» WHAT IS BEING ASKED
Nothing may be dropped or added when the entries below are copied.

» RECORDS SHOWN
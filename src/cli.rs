//! Command-line interface parsing for jsoncache
//!
//! This module handles parsing of CLI arguments using clap and resolves them
//! into the cache location, TTL, and URL used by the cache-or-fetch flow.

use clap::Parser;
use directories::ProjectDirs;
use reqwest::Url;
use std::path::PathBuf;
use std::time::Duration;
use thiserror::Error;

use crate::cache::{DEFAULT_FILE_NAME, DEFAULT_TTL};

/// Error types for CLI argument parsing
#[derive(Debug, Error)]
pub enum CliError {
    /// The URL could not be parsed or is not http(s)
    #[error("Invalid URL: '{url}' ({reason})")]
    InvalidUrl { url: String, reason: String },

    /// No platform cache directory is available (e.g., no home directory)
    #[error("Could not determine the user cache directory")]
    NoCacheDir,
}

/// jsoncache - Cache a JSON API response to a flat file
#[derive(Parser, Debug)]
#[command(name = "jsoncache")]
#[command(about = "Fetch a JSON document, reusing a cached copy until it expires")]
#[command(version)]
pub struct Cli {
    /// URL of the JSON document to fetch when the cache is expired
    #[arg(value_name = "URL")]
    pub url: String,

    /// Cache file name, resolved in the current directory (or the user cache directory)
    #[arg(long, value_name = "NAME", conflicts_with = "path")]
    pub file: Option<String>,

    /// Full path of the cache file
    #[arg(long, value_name = "PATH")]
    pub path: Option<PathBuf>,

    /// Keep the cache file in the platform cache directory (e.g. ~/.cache/jsoncache/)
    #[arg(long, conflicts_with = "path")]
    pub user_cache: bool,

    /// Seconds a cached response stays fresh
    #[arg(long, value_name = "SECONDS", default_value_t = DEFAULT_TTL.as_secs())]
    pub ttl: u64,

    /// Pretty-print the JSON output
    #[arg(long)]
    pub pretty: bool,

    /// Log cache and network activity to stderr
    #[arg(short, long)]
    pub verbose: bool,
}

/// Configuration derived from CLI arguments for a single run
#[derive(Debug, Clone)]
pub struct StartupConfig {
    /// URL to fetch when the cache is expired
    pub url: String,
    /// Location of the cache file
    pub cache_path: PathBuf,
    /// How long the cache file stays fresh
    pub ttl: Duration,
    /// Whether the cache file's directory should be created before use
    pub create_dir: bool,
    /// Whether to pretty-print the output
    pub pretty: bool,
}

/// Checks that `s` is an absolute http(s) URL.
///
/// # Returns
/// * `Ok(Url)` for a parseable http or https URL
/// * `Err(CliError::InvalidUrl)` otherwise
pub fn parse_url_arg(s: &str) -> Result<Url, CliError> {
    let url = Url::parse(s).map_err(|e| CliError::InvalidUrl {
        url: s.to_string(),
        reason: e.to_string(),
    })?;

    match url.scheme() {
        "http" | "https" => Ok(url),
        scheme => Err(CliError::InvalidUrl {
            url: s.to_string(),
            reason: format!("unsupported scheme '{}'", scheme),
        }),
    }
}

impl StartupConfig {
    /// Creates a StartupConfig from parsed CLI arguments.
    ///
    /// # Arguments
    /// * `cli` - The parsed CLI struct
    ///
    /// # Returns
    /// * `Ok(StartupConfig)` with the resolved cache location
    /// * `Err(CliError)` if the URL is invalid or no cache directory exists
    pub fn from_cli(cli: &Cli) -> Result<Self, CliError> {
        let url = parse_url_arg(&cli.url)?;
        let file_name = cli.file.as_deref().unwrap_or(DEFAULT_FILE_NAME);

        let (cache_path, create_dir) = match (&cli.path, cli.user_cache) {
            (Some(path), _) => (path.clone(), false),
            (None, true) => {
                let project_dirs =
                    ProjectDirs::from("", "", "jsoncache").ok_or(CliError::NoCacheDir)?;
                (project_dirs.cache_dir().join(file_name), true)
            }
            // Relative paths resolve against the working directory at use time
            (None, false) => (PathBuf::from(file_name), false),
        };

        Ok(StartupConfig {
            url: url.to_string(),
            cache_path,
            ttl: Duration::from_secs(cli.ttl),
            create_dir,
            pretty: cli.pretty,
        })
    }
}
//! Cache-or-fetch flow
//!
//! Checks the file cache, and only when it has expired calls out for fresh
//! data and stores it. This is the consumer side of `TimedFileCache`: the
//! cache never fetches on its own.

use serde_json::Value;
use std::fmt;
use std::fs;
use std::future::Future;
use std::io;
use std::path::PathBuf;
use thiserror::Error;
use tracing::{debug, info};

use crate::cache::{CacheError, TimedFileCache};
use crate::cli::StartupConfig;
use crate::fetch::{FetchError, JsonFetcher};

/// Errors surfaced by the command-line flow
#[derive(Debug, Error)]
pub enum AppError {
    #[error(transparent)]
    Cache(#[from] CacheError),

    #[error(transparent)]
    Fetch(#[from] FetchError),

    /// The directory holding the cache file could not be created
    #[error("Failed to create cache directory {}: {source}", path.display())]
    CacheDir {
        path: PathBuf,
        #[source]
        source: io::Error,
    },
}

/// Where a returned value came from
#[derive(Debug, Clone, Copy, PartialEq, Eq)]
pub enum Source {
    /// Read from a fresh cache file
    Cached,
    /// Fetched because the cache was expired or missing
    Fetched,
}

impl fmt::Display for Source {
    fn fmt(&self, f: &mut fmt::Formatter<'_>) -> fmt::Result {
        match self {
            Source::Cached => f.write_str("Cache is valid"),
            Source::Fetched => f.write_str("Cache is expired"),
        }
    }
}

/// Returns the cached value if fresh, otherwise fetches and stores a new one
///
/// # Arguments
/// * `cache` - The cache to read from and write to
/// * `fetch` - Called at most once, only when fresh data is needed
///
/// # Returns
/// * `Ok((value, source))` with the data and whether it was fetched
/// * `Err(AppError)` if reading, fetching, or saving fails
pub async fn load_or_fetch<F, Fut>(
    cache: &mut TimedFileCache,
    fetch: F,
) -> Result<(Value, Source), AppError>
where
    F: FnOnce() -> Fut,
    Fut: Future<Output = Result<Value, FetchError>>,
{
    if !cache.is_expired() {
        if let Some(value) = cache.get()? {
            debug!(path = %cache.path().display(), "serving from cache");
            return Ok((value, Source::Cached));
        }
        // File disappeared after the freshness check
    }

    info!(path = %cache.path().display(), "cache expired, fetching");
    let value = fetch().await?;
    cache.set(value.clone())?;
    Ok((value, Source::Fetched))
}

/// Runs the flow described by `config` against the network
pub async fn run(config: &StartupConfig) -> Result<(Value, Source), AppError> {
    if let Some(dir) = config.cache_path.parent() {
        if config.create_dir && !dir.as_os_str().is_empty() {
            fs::create_dir_all(dir).map_err(|source| AppError::CacheDir {
                path: dir.to_path_buf(),
                source,
            })?;
        }
    }

    let mut cache: TimedFileCache = TimedFileCache::new()
        .with_path(&config.cache_path)
        .with_ttl(config.ttl);
    let fetcher = JsonFetcher::new()?;

    load_or_fetch(&mut cache, || fetcher.fetch(&config.url)).await
}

» RESPONSE
filename src/cli.rs
//! Command-line interface parsing for jsoncache
//!
//! This module handles parsing of CLI arguments using clap and resolves them
//! into the cache location, TTL, and URL used by the cache-or-fetch flow.

use clap::Parser;
use directories::ProjectDirs;
use reqwest::Url;
use std::path::PathBuf;
use std::time::Duration;
use thiserror::Error;

use crate::cache::{DEFAULT_FILE_NAME, DEFAULT_TTL};

/// Error types for CLI argument parsing
#[derive(Debug, Error)]
pub enum CliError {
    /// The URL could not be parsed or is not http(s)
    #[error("Invalid URL: '{url}' ({reason})")]
    InvalidUrl { url: String, reason: String },

    /// No platform cache directory is available (e.g., no home directory)
    #[error("Could not determine the user cache directory")]
    NoCacheDir,
}

/// jsoncache - Cache a JSON API response to a flat file
#[derive(Parser, Debug)]
#[command(name = "jsoncache")]
#[command(about = "Fetch a JSON document, reusing a cached copy until it expires")]
#[command(version)]
pub struct Cli {
    /// URL of the JSON document to fetch when the cache is expired
    #[arg(value_name = "URL")]
    pub url: String,

    /// Cache file name, resolved in the current directory (or the user cache directory)
    #[arg(long, value_name = "NAME", conflicts_with = "path")]
    pub file: Option<String>,

    /// Full path of the cache file
    #[arg(long, value_name = "PATH")]
    pub path: Option<PathBuf>,

    /// Keep the cache file in the platform cache directory (e.g. ~/.cache/jsoncache/)
    #[arg(long, conflicts_with = "path")]
    pub user_cache: bool,

    /// Seconds a cached response stays fresh
    #[arg(long, value_name = "SECONDS", default_value_t = DEFAULT_TTL.as_secs())]
    pub ttl: u64,

    /// Pretty-print the JSON output
    #[arg(long)]
    pub pretty: bool,

    /// Log cache and network activity to stderr
    #[arg(short, long)]
    pub verbose: bool,
}

/// Configuration derived from CLI arguments for a single run
#[derive(Debug, Clone)]
pub struct StartupConfig {
    /// URL to fetch when the cache is expired
    pub url: String,
    /// Location of the cache file
    pub cache_path: PathBuf,
    /// How long the cache file stays fresh
    pub ttl: Duration,
    /// Whether the cache file's directory should be created before use
    pub create_dir: bool,
    /// Whether to pretty-print the output
    pub pretty: bool,
}

/// Checks that `s` is an absolute http(s) URL.
///
/// # Returns
/// * `Ok(Url)` for a parseable http or https URL
/// * `Err(CliError::InvalidUrl)` otherwise
pub fn parse_url_arg(s: &str) -> Result<Url, CliError> {
    let url = Url::parse(s).map_err(|e| CliError::InvalidUrl {
        url: s.to_string(),
        reason: e.to_string(),
    })?;

    match url.scheme() {
        "http" | "https" => Ok(url),
        scheme => Err(CliError::InvalidUrl {
            url: s.to_string(),
            reason: format!("unsupported scheme '{}'", scheme),
        }),
    }
}

impl StartupConfig {
    /// Creates a StartupConfig from parsed CLI arguments.
    ///
    /// # Arguments
    /// * `cli` - The parsed CLI struct
    ///
    /// # Returns
    /// * `Ok(StartupConfig)` with the resolved cache location
    /// * `Err(CliError)` if the URL is invalid or no cache directory exists
    pub fn from_cli(cli: &Cli) -> Result<Self, CliError> {
        let url = parse_url_arg(&cli.url)?;
        let file_name = cli.file.as_deref().unwrap_or(DEFAULT_FILE_NAME);

        let (cache_path, create_dir) = match (&cli.path, cli.user_cache) {
            (Some(path), _) => (path.clone(), false),
            (None, true) => {
                let project_dirs =
                    ProjectDirs::from("", "", "jsoncache").ok_or(CliError::NoCacheDir)?;
                (project_dirs.cache_dir().join(file_name), true)
            }
            // Relative paths resolve against the working directory at use time
            (None, false) => (PathBuf::from(file_name), false),
        };

        Ok(StartupConfig {
            url: url.to_string(),
            cache_path,
            ttl: Duration::from_secs(cli.ttl),
            create_dir,
            pretty: cli.pretty,
        })
    }
}
//! Cache-or-fetch flow
//!
//! Checks the file cache, and only when it has expired calls out for fresh
//! data and stores it. This is the consumer side of `TimedFileCache`: the
//! cache never fetches on its own.

use serde_json::Value;
use std::fmt;
use std::fs;
use std::future::Future;
use std::io;
use std::path::PathBuf;
use thiserror::Error;
use tracing::{debug, info};

use crate::cache::{CacheError, TimedFileCache};
use crate::cli::StartupConfig;
use crate::fetch::{FetchError, JsonFetcher};

/// Errors surfaced by the command-line flow
#[derive(Debug, Error)]
pub enum AppError {
    #[error(transparent)]
    Cache(#[from] CacheError),

    #[error(transparent)]
    Fetch(#[from] FetchError),

    /// The directory holding the cache file could not be created
    #[error("Failed to create cache directory {}: {source}", path.display())]
    CacheDir {
        path: PathBuf,
        #[source]
        source: io::Error,
    },
}

/// Where a returned value came from
#[derive(Debug, Clone, Copy, PartialEq, Eq)]
pub enum Source {
    /// Read from a fresh cache file
    Cached,
    /// Fetched because the cache was expired or missing
    Fetched,
}

impl fmt::Display for Source {
    fn fmt(&self, f: &mut fmt::Formatter<'_>) -> fmt::Result {
        match self {
            Source::Cached => f.write_str("Cache is valid"),
            Source::Fetched => f.write_str("Cache is expired"),
        }
    }
}

/// Returns the cached value if fresh, otherwise fetches and stores a new one
///
/// # Arguments
/// * `cache` - The cache to read from and write to
/// * `fetch` - Called at most once, only when fresh data is needed
///
/// # Returns
/// * `Ok((value, source))` with the data and whether it was fetched
/// * `Err(AppError)` if reading, fetching, or saving fails
pub async fn load_or_fetch<F, Fut>(
    cache: &mut TimedFileCache,
    fetch: F,
) -> Result<(Value, Source), AppError>
where
    F: FnOnce() -> Fut,
    Fut: Future<Output = Result<Value, FetchError>>,
{
    if !cache.is_expired() {
        if let Some(value) = cache.get()? {
            debug!(path = %cache.path().display(), "serving from cache");
            return Ok((value, Source::Cached));
        }
        // File disappeared after the freshness check
    }

    info!(path = %cache.path().display(), "cache expired, fetching");
    let value = fetch().await?;
    cache.set(value.clone())?;
    Ok((value, Source::Fetched))
}

/// Runs the flow described by `config` against the network
pub async fn run(config: &StartupConfig) -> Result<(Value, Source), AppError> {
    if let Some(dir) = config.cache_path.parent() {
        if config.create_dir && !dir.as_os_str().is_empty() {
            fs::create_dir_all(dir).map_err(|source| AppError::CacheDir {
                path: dir.to_path_buf(),
                source,
            })?;
        }
    }

    let mut cache: TimedFileCache = TimedFileCache::new()
        .with_path(&config.cache_path)
        .with_ttl(config.ttl);
    let fetcher = JsonFetcher::new()?;

    load_or_fetch(&mut cache, || fetcher.fetch(&config.url)).await
}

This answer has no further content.